◆ The task
Please return the lines of the data below, word for word, from the first line through the line containing "send and lifecycle".

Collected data
- - -

//! The analysis service facade
//!
//! [`AnalysisService`] is the public face of the client: one method per
//! server command, one stream per notification category, and the service
//! lifecycle.
//!
//! # Module Organization
//!
//! - [`core`] - the service struct, construction, generic send and lifecycle
//! - [`commands`] - typed wrappers for each server command
//! - [`notifications`] - per-topic notification streams
//!
//! # Examples
//!
//! ```no_run
//! # use dartanalysis::{AnalysisService, ServiceConfig};
//! # use dartanalysis::protocol::AnalysisSubscription;
//! # async fn example() -> Result<(), Box<dyn std::error::Error>> {
//! let service = AnalysisService::launch(ServiceConfig::new("/opt/dart-sdk", "/opt/server.dart"))?;
//! let mut highlights = service.analysis_highlights();
//!
//! service.set_analysis_roots(["/proj"], Vec::<String>::new()).await?;
//! service.set_subscriptions(&[AnalysisSubscription::Highlights], &["/proj"]).await?;
//!
//! if let Some(Ok(notification)) = highlights.recv().await {
//!     println!("{} regions in {}", notification.regions.len(), notification.file);
//! }
//!
//! service.shutdown().await?;
//! # Ok(())
//! # }
//! ```

pub mod commands;
pub mod core;
pub mod notifications;

pub use self::core::AnalysisService;
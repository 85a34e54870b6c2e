//! Subprocess transport for the analysis server
//!
//! Spawns the server and exchanges newline-delimited JSON over its
//! stdin/stdout.

pub mod process;
pub mod stdio;

pub use process::{ProcessConfig, StderrMode};
pub use stdio::StdioTransport;
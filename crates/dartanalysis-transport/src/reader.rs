//! The read loop
//!
//! One task per connection reads the server's stdout line by line, decodes
//! each line and dispatches it in arrival order. Lines that fail to decode
//! are logged and dropped; only end of stream or a read error ends the loop.

use crate::traits::MessageHandler;
use dartanalysis_protocol::IncomingMessage;
use std::sync::Arc;
use std::sync::atomic::{AtomicBool, Ordering};
use tokio::io::{AsyncBufReadExt, AsyncRead, BufReader};

/// Run the read loop to completion, then signal the closed connection
pub async fn run_read_loop<R>(reader: R, handler: Arc<dyn MessageHandler>, connected: Arc<AtomicBool>)
where
    R: AsyncRead + Unpin,
{
    read_loop(reader, handler.as_ref()).await;
    connected.store(false, Ordering::SeqCst);
    handler.connection_closed();
}

/// Read and dispatch lines until the stream ends
pub async fn read_loop<R>(reader: R, handler: &dyn MessageHandler)
where
    R: AsyncRead + Unpin,
{
    let mut reader = BufReader::new(reader);
    let mut buf = Vec::new();

    loop {
        buf.clear();
        match reader.read_until(b'\n', &mut buf).await {
            Ok(0) => {
                tracing::debug!("server stream closed");
                break;
            }
            Ok(_) => {
                dispatch_line(&buf, handler);
            }
            Err(e) => {
                tracing::warn!(error = %e, "error reading from server");
                break;
            }
        }
    }
}

/// Decode one raw line and hand it to the handler
///
/// Returns whether the line produced a message.
pub fn dispatch_line(raw: &[u8], handler: &dyn MessageHandler) -> bool {
    let line = match std::str::from_utf8(raw) {
        Ok(line) => line.trim(),
        Err(e) => {
            tracing::warn!(error = %e, "dropping non-UTF-8 line from server");
            return false;
        }
    };
    if line.is_empty() {
        return false;
    }

    match IncomingMessage::from_line(line) {
        Ok(message) => {
            tracing::trace!(line, "received");
            handler.handle_message(message);
            true
        }
        Err(e) => {
            tracing::warn!(error = %e, line, "dropping undecodable line from server");
            false
        }
    }
}
//! Notification fan-out
//!
//! The router keeps a registry of subscribers per [`Topic`]. The read loop
//! publishes every notification it decodes; each current subscriber of the
//! matching topic receives its own copy through an unbounded channel, so a
//! slow consumer never stalls the reader or another subscriber.

use dartanalysis_protocol::{Notification, Topic, TopicPayload};
use futures::Stream;
use serde_json::Value;
use std::collections::HashMap;
use std::marker::PhantomData;
use std::pin::Pin;
use std::sync::atomic::{AtomicU64, Ordering};
use std::sync::{Arc, Mutex, MutexGuard, Weak};
use std::task::{Context, Poll};
use tokio::sync::mpsc;

/// An error item delivered on a notification stream
#[derive(Debug, Clone, PartialEq, Eq, thiserror::Error)]
pub enum NotificationError {
    /// A notification of this topic arrived with a payload that did not
    /// match its shape; the stream keeps going
    #[error("Malformed {topic} notification: {message}")]
    Decode {
        /// Topic of the dropped notification
        topic: Topic,
        /// Decoder message
        message: String,
    },

    /// The connection ended; the stream ends after this item
    #[error("Connection to the analysis server closed")]
    ConnectionClosed,
}

type Item = Result<Notification, NotificationError>;

struct Subscriber {
    id: u64,
    sender: mpsc::UnboundedSender<Item>,
}

#[derive(Default)]
struct Registry {
    topics: HashMap<Topic, Vec<Subscriber>>,
    closed: bool,
}

fn lock(registry: &Mutex<Registry>) -> MutexGuard<'_, Registry> {
    registry.lock().unwrap_or_else(|poisoned| poisoned.into_inner())
}

/// Routes decoded notifications to topic subscribers
#[derive(Default)]
pub struct EventRouter {
    registry: Mutex<Registry>,
    next_subscriber: AtomicU64,
}

impl EventRouter {
    /// Create a router with no subscribers
    pub fn new() -> Self {
        Self::default()
    }

    /// Subscribe to the topic of `T`
    ///
    /// The stream sees every notification of that topic published after this
    /// call, in publish order. Subscribing to a closed router yields a stream
    /// that has already ended.
    pub fn subscribe<T: TopicPayload>(self: &Arc<Self>) -> EventStream<T> {
        let (sender, receiver) = mpsc::unbounded_channel();
        let id = self.next_subscriber.fetch_add(1, Ordering::Relaxed);

        {
            let mut registry = lock(&self.registry);
            // Dropping the sender here ends the stream right away.
            if !registry.closed {
                registry
                    .topics
                    .entry(T::TOPIC)
                    .or_default()
                    .push(Subscriber { id, sender });
            }
        }
        tracing::debug!(topic = %T::TOPIC, subscriber = id, "subscribed");

        EventStream {
            receiver,
            _guard: Unsubscribe {
                router: Arc::downgrade(self),
                topic: T::TOPIC,
                id,
            },
            _payload: PhantomData,
        }
    }

    fn unsubscribe(&self, topic: Topic, id: u64) {
        let mut registry = lock(&self.registry);
        if let Some(subscribers) = registry.topics.get_mut(&topic) {
            subscribers.retain(|s| s.id != id);
            if subscribers.is_empty() {
                registry.topics.remove(&topic);
            }
        }
    }

    /// Publish a raw notification
    ///
    /// Unknown events are ignored. A payload that does not decode is turned
    /// into a [`NotificationError::Decode`] item for the topic's subscribers.
    pub fn publish(&self, event: &str, params: Value) {
        let Some(topic) = Topic::from_event(event) else {
            tracing::trace!(event, "ignoring unknown notification");
            return;
        };

        let item = Notification::decode(topic, params).map_err(|e| {
            tracing::warn!(%topic, error = %e, "malformed notification");
            NotificationError::Decode {
                topic,
                message: e.to_string(),
            }
        });
        self.deliver(topic, item);
    }

    fn deliver(&self, topic: Topic, item: Item) {
        let mut registry = lock(&self.registry);
        let Some(subscribers) = registry.topics.get_mut(&topic) else {
            return;
        };

        // Sends fail only for receivers dropped before their guard ran.
        subscribers.retain(|s| s.sender.send(item.clone()).is_ok());
        if subscribers.is_empty() {
            registry.topics.remove(&topic);
        }
    }

    /// End every stream with a [`NotificationError::ConnectionClosed`] item
    ///
    /// Only the first call has an effect.
    pub fn close(&self) {
        let topics = {
            let mut registry = lock(&self.registry);
            if registry.closed {
                return;
            }
            registry.closed = true;
            std::mem::take(&mut registry.topics)
        };

        for subscriber in topics.into_values().flatten() {
            let _ = subscriber.sender.send(Err(NotificationError::ConnectionClosed));
        }
    }

    /// Number of live subscribers on `topic`
    pub fn subscriber_count(&self, topic: Topic) -> usize {
        lock(&self.registry).topics.get(&topic).map_or(0, Vec::len)
    }
}

struct Unsubscribe {
    router: Weak<EventRouter>,
    topic: Topic,
    id: u64,
}

impl Drop for Unsubscribe {
    fn drop(&mut self) {
        if let Some(router) = self.router.upgrade() {
            router.unsubscribe(self.topic, self.id);
        }
    }
}

/// Stream of one topic's notifications
///
/// Yields `Ok(payload)` per notification and `Err` for malformed payloads
/// and for the end of the connection. Dropping it unsubscribes.
pub struct EventStream<T> {
    receiver: mpsc::UnboundedReceiver<Item>,
    _guard: Unsubscribe,
    _payload: PhantomData<fn() -> T>,
}

impl<T: TopicPayload> EventStream<T> {
    /// Topic this stream is subscribed to
    pub fn topic(&self) -> Topic {
        T::TOPIC
    }

    /// Wait for the next item; `None` once the stream has ended
    pub async fn recv(&mut self) -> Option<Result<T, NotificationError>> {
        futures::StreamExt::next(self).await
    }
}

impl<T: TopicPayload> Stream for EventStream<T> {
    type Item = Result<T, NotificationError>;

    fn poll_next(self: Pin<&mut Self>, cx: &mut Context<'_>) -> Poll<Option<Self::Item>> {
        let this = self.get_mut();
        loop {
            match this.receiver.poll_recv(cx) {
                Poll::Ready(Some(Ok(notification))) => {
                    if let Some(payload) = T::from_notification(notification) {
                        return Poll::Ready(Some(Ok(payload)));
                    }
                }
                Poll::Ready(Some(Err(e))) => return Poll::Ready(Some(Err(e))),
                Poll::Ready(None) => return Poll::Ready(None),
                Poll::Pending => return Poll::Pending,
            }
        }
    }
}

impl<T> std::fmt::Debug for EventStream<T> {
    fn fmt(&self, f: &mut std::fmt::Formatter<'_>) -> std::fmt::Result {
        f.debug_struct("EventStream")
            .field("topic", &self._guard.topic)
            .finish()
    }
}

#[cfg(test)]
mod tests {
    use super::*;
    use dartanalysis_protocol::notifications::{
        AnalysisHighlightsNotification, AnalysisOutlineNotification, ServerStatusNotification,
    };
    use futures::StreamExt;
    use serde_json::json;
    use tokio_test::{assert_pending, assert_ready};

    fn highlights(file: &str) -> Value {
        json!({
            "file": file,
            "regions": [{ "type": "KEYWORD", "offset": 0, "length": 5 }]
        })
    }

    #[tokio::test]
    async fn test_subscribers_receive_in_order() {
        let router = Arc::new(EventRouter::new());
        let mut stream = router.subscribe::<AnalysisHighlightsNotification>();

        router.publish("analysis.highlights", highlights("/a.dart"));
        router.publish("analysis.highlights", highlights("/b.dart"));

        assert_eq!(stream.next().await.unwrap().unwrap().file, "/a.dart");
        assert_eq!(stream.next().await.unwrap().unwrap().file, "/b.dart");
    }

    #[tokio::test]
    async fn test_every_subscriber_gets_a_copy() {
        let router = Arc::new(EventRouter::new());
        let mut first = router.subscribe::<AnalysisHighlightsNotification>();
        let mut second = router.subscribe::<AnalysisHighlightsNotification>();

        router.publish("analysis.highlights", highlights("/a.dart"));

        assert_eq!(first.next().await.unwrap().unwrap().file, "/a.dart");
        assert_eq!(second.next().await.unwrap().unwrap().file, "/a.dart");
    }

    #[tokio::test]
    async fn test_topics_are_independent() {
        let router = Arc::new(EventRouter::new());
        let mut outline = router.subscribe::<AnalysisOutlineNotification>();
        let mut status = router.subscribe::<ServerStatusNotification>();

        router.publish("analysis.outline", json!({ "file": "/a.dart" }));
        router.publish(
            "server.status",
            json!({ "analysis": { "isAnalyzing": false } }),
        );
        router.close();

        // The malformed outline only shows up on the outline stream.
        assert!(matches!(
            outline.next().await,
            Some(Err(NotificationError::Decode { topic: Topic::AnalysisOutline, .. }))
        ));
        let status_item = status.next().await.unwrap().unwrap();
        assert!(!status_item.analysis.unwrap().is_analyzing);
    }

    #[tokio::test]
    async fn test_decode_error_does_not_end_stream() {
        let router = Arc::new(EventRouter::new());
        let mut stream = router.subscribe::<AnalysisHighlightsNotification>();

        router.publish("analysis.highlights", json!({ "file": 7 }));
        router.publish("analysis.highlights", highlights("/ok.dart"));

        assert!(matches!(stream.next().await, Some(Err(NotificationError::Decode { .. }))));
        assert_eq!(stream.next().await.unwrap().unwrap().file, "/ok.dart");
    }

    #[test]
    fn test_stream_wakes_on_publish() {
        let router = Arc::new(EventRouter::new());
        let mut stream = tokio_test::task::spawn(router.subscribe::<AnalysisHighlightsNotification>());

        assert_pending!(stream.poll_next());
        router.publish("analysis.highlights", highlights("/a.dart"));
        assert!(stream.is_woken());

        let item = assert_ready!(stream.poll_next());
        assert_eq!(item.unwrap().unwrap().file, "/a.dart");
    }

    #[test]
    fn test_unknown_event_is_ignored() {
        let router = Arc::new(EventRouter::new());
        let _stream = router.subscribe::<AnalysisHighlightsNotification>();

        router.publish("completion.results", json!({}));
        assert_eq!(router.subscriber_count(Topic::AnalysisHighlights), 1);
    }

    #[test]
    fn test_drop_unsubscribes() {
        let router = Arc::new(EventRouter::new());
        let stream = router.subscribe::<AnalysisHighlightsNotification>();
        assert_eq!(router.subscriber_count(Topic::AnalysisHighlights), 1);

        drop(stream);
        assert_eq!(router.subscriber_count(Topic::AnalysisHighlights), 0);
    }

    #[tokio::test]
    async fn test_close_ends_streams_with_error_item() {
        let router = Arc::new(EventRouter::new());
        let mut stream = router.subscribe::<AnalysisHighlightsNotification>();

        router.close();
        router.close();

        assert_eq!(stream.next().await, Some(Err(NotificationError::ConnectionClosed)));
        assert!(stream.next().await.is_none());
    }

    #[tokio::test]
    async fn test_subscribe_after_close_is_already_ended() {
        let router = Arc::new(EventRouter::new());
        router.close();

        let mut stream = router.subscribe::<AnalysisHighlightsNotification>();
        assert!(stream.next().await.is_none());
        assert_eq!(router.subscriber_count(Topic::AnalysisHighlights), 0);
    }
}
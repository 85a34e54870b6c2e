//! Testing utilities for integration tests
//!
//! Provides two ways to drive an [`AnalysisService`] without a Dart SDK:
//!
//! - [`FakeServer`]: the far end of an in-memory pipe, speaking the real
//!   line protocol through a real [`StdioTransport`]
//! - [`RecordingTransport`]: a transport that records what is sent and lets
//!   the test push messages straight into the read side

use crate::error::Result;
use crate::service::AnalysisService;
use async_trait::async_trait;
use dartanalysis_protocol::{IncomingMessage, RequestId, ResponseMessage};
use dartanalysis_transport::reader::dispatch_line;
use dartanalysis_transport::{MessageHandler, StdioTransport, Transport, TransportError};
use serde_json::{Value, json};
use std::io;
use std::sync::atomic::{AtomicBool, AtomicUsize, Ordering};
use std::sync::{Arc, Mutex, MutexGuard};
use tokio::io::{
    AsyncBufReadExt, AsyncWriteExt, BufReader, DuplexStream, Lines, ReadHalf, WriteHalf,
};

const PIPE_CAPACITY: usize = 64 * 1024;

/// The server end of an in-memory connection
pub struct FakeServer {
    lines: Lines<BufReader<ReadHalf<DuplexStream>>>,
    writer: WriteHalf<DuplexStream>,
}

/// Connect a [`StdioTransport`] to a [`FakeServer`]
///
/// The transport's read loop is not started.
pub fn fake_pair() -> (Arc<StdioTransport>, FakeServer) {
    let (client, server) = tokio::io::duplex(PIPE_CAPACITY);
    let (client_read, client_write) = tokio::io::split(client);
    let (server_read, server_write) = tokio::io::split(server);

    let transport = StdioTransport::from_streams(client_read, client_write);
    let server = FakeServer {
        lines: BufReader::new(server_read).lines(),
        writer: server_write,
    };
    (Arc::new(transport), server)
}

/// A running service connected to a [`FakeServer`]
pub fn fake_service() -> Result<(AnalysisService, FakeServer)> {
    let (transport, server) = fake_pair();
    let service = AnalysisService::with_transport(transport)?;
    Ok((service, server))
}

impl FakeServer {
    /// Read the next request the client wrote
    ///
    /// Returns `None` once the client side is closed.
    pub async fn next_request(&mut self) -> io::Result<Option<Value>> {
        match self.lines.next_line().await? {
            Some(line) => serde_json::from_str(&line)
                .map(Some)
                .map_err(|e| io::Error::new(io::ErrorKind::InvalidData, e)),
            None => Ok(None),
        }
    }

    /// Read the next request, failing if the client closed instead
    pub async fn expect_request(&mut self) -> io::Result<Value> {
        self.next_request()
            .await?
            .ok_or_else(|| io::Error::new(io::ErrorKind::UnexpectedEof, "client closed"))
    }

    /// Answer request `id` with `result`
    pub async fn respond(&mut self, id: &str, result: Value) -> io::Result<()> {
        self.send_value(&json!({ "id": id, "result": result })).await
    }

    /// Answer request `id` with an error
    pub async fn respond_error(&mut self, id: &str, code: i64, message: &str) -> io::Result<()> {
        self.send_value(&json!({
            "id": id,
            "error": { "code": code, "message": message }
        }))
        .await
    }

    /// Push a notification to the client
    pub async fn notify(&mut self, event: &str, params: Value) -> io::Result<()> {
        self.send_value(&json!({ "event": event, "params": params })).await
    }

    /// Write `line` verbatim, followed by a newline
    pub async fn send_raw(&mut self, line: &str) -> io::Result<()> {
        self.writer.write_all(line.as_bytes()).await?;
        self.writer.write_all(b"\n").await?;
        self.writer.flush().await
    }

    async fn send_value(&mut self, value: &Value) -> io::Result<()> {
        self.send_raw(&value.to_string()).await
    }

    /// Hang up, as if the server process exited
    pub async fn close(mut self) -> io::Result<()> {
        self.writer.shutdown().await
    }
}

fn lock<T>(m: &Mutex<T>) -> MutexGuard<'_, T> {
    m.lock().unwrap_or_else(|poisoned| poisoned.into_inner())
}

/// Transport that records writes instead of talking to a process
#[derive(Default)]
pub struct RecordingTransport {
    sent: Mutex<Vec<Value>>,
    handler: Mutex<Option<Arc<dyn MessageHandler>>>,
    auto_result: Mutex<Option<Value>>,
    fail_writes: AtomicBool,
    hung_up: AtomicBool,
    closes: AtomicUsize,
}

impl RecordingTransport {
    /// Create an empty recording transport
    pub fn new() -> Self {
        Self::default()
    }

    /// Everything written so far
    pub fn sent(&self) -> Vec<Value> {
        lock(&self.sent).clone()
    }

    /// Make every following write fail
    pub fn fail_writes(&self, fail: bool) {
        self.fail_writes.store(fail, Ordering::SeqCst);
    }

    /// Answer every following request immediately with `result`
    pub fn auto_respond(&self, result: Value) {
        *lock(&self.auto_result) = Some(result);
    }

    /// Whether the read side has been started
    pub fn is_started(&self) -> bool {
        lock(&self.handler).is_some()
    }

    /// How many times `close` was called
    pub fn close_count(&self) -> usize {
        self.closes.load(Ordering::SeqCst)
    }

    fn handler(&self) -> Option<Arc<dyn MessageHandler>> {
        lock(&self.handler).clone()
    }

    /// Deliver a decoded message as if the read loop had read it
    pub fn inject(&self, message: IncomingMessage) {
        if let Some(handler) = self.handler() {
            handler.handle_message(message);
        }
    }

    /// Deliver a raw line through the read loop's decoder
    ///
    /// Returns whether the line decoded into a message.
    pub fn inject_line(&self, line: &str) -> bool {
        match self.handler() {
            Some(handler) => dispatch_line(line.as_bytes(), handler.as_ref()),
            None => false,
        }
    }

    /// Signal a closed connection, as if the server exited
    pub fn hang_up(&self) {
        self.hung_up.store(true, Ordering::SeqCst);
        if let Some(handler) = self.handler() {
            handler.connection_closed();
        }
    }
}

#[async_trait]
impl Transport for RecordingTransport {
    fn start(&self, handler: Arc<dyn MessageHandler>) -> dartanalysis_transport::Result<()> {
        let mut slot = lock(&self.handler);
        if slot.is_some() {
            return Err(TransportError::AlreadyStarted);
        }
        *slot = Some(handler);
        Ok(())
    }

    async fn send_message(&self, message: Value) -> dartanalysis_transport::Result<()> {
        if self.hung_up.load(Ordering::SeqCst) || self.closes.load(Ordering::SeqCst) > 0 {
            return Err(TransportError::Closed);
        }
        if self.fail_writes.load(Ordering::SeqCst) {
            return Err(TransportError::Io(io::Error::other("write failed")));
        }

        let id = message["id"].as_str().map(RequestId::from);
        lock(&self.sent).push(message);

        let auto_result = lock(&self.auto_result).clone();
        if let (Some(id), Some(result)) = (id, auto_result) {
            self.inject(IncomingMessage::Response(ResponseMessage {
                id,
                result: Some(result),
                error: None,
            }));
        }
        Ok(())
    }

    async fn is_connected(&self) -> bool {
        !self.hung_up.load(Ordering::SeqCst) && self.closes.load(Ordering::SeqCst) == 0
    }

    async fn close(&self) -> dartanalysis_transport::Result<()> {
        self.closes.fetch_add(1, Ordering::SeqCst);
        Ok(())
    }
}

- - -

◆ Solution
//! The analysis service facade
//!
//! [`AnalysisService`] is the public face of the client: one method per
//! server command, one stream per notification category, and the service
//! lifecycle.
//!
//! # Module Organization
//!
//! - [`core`] - the service struct, construction, generic send and lifecycle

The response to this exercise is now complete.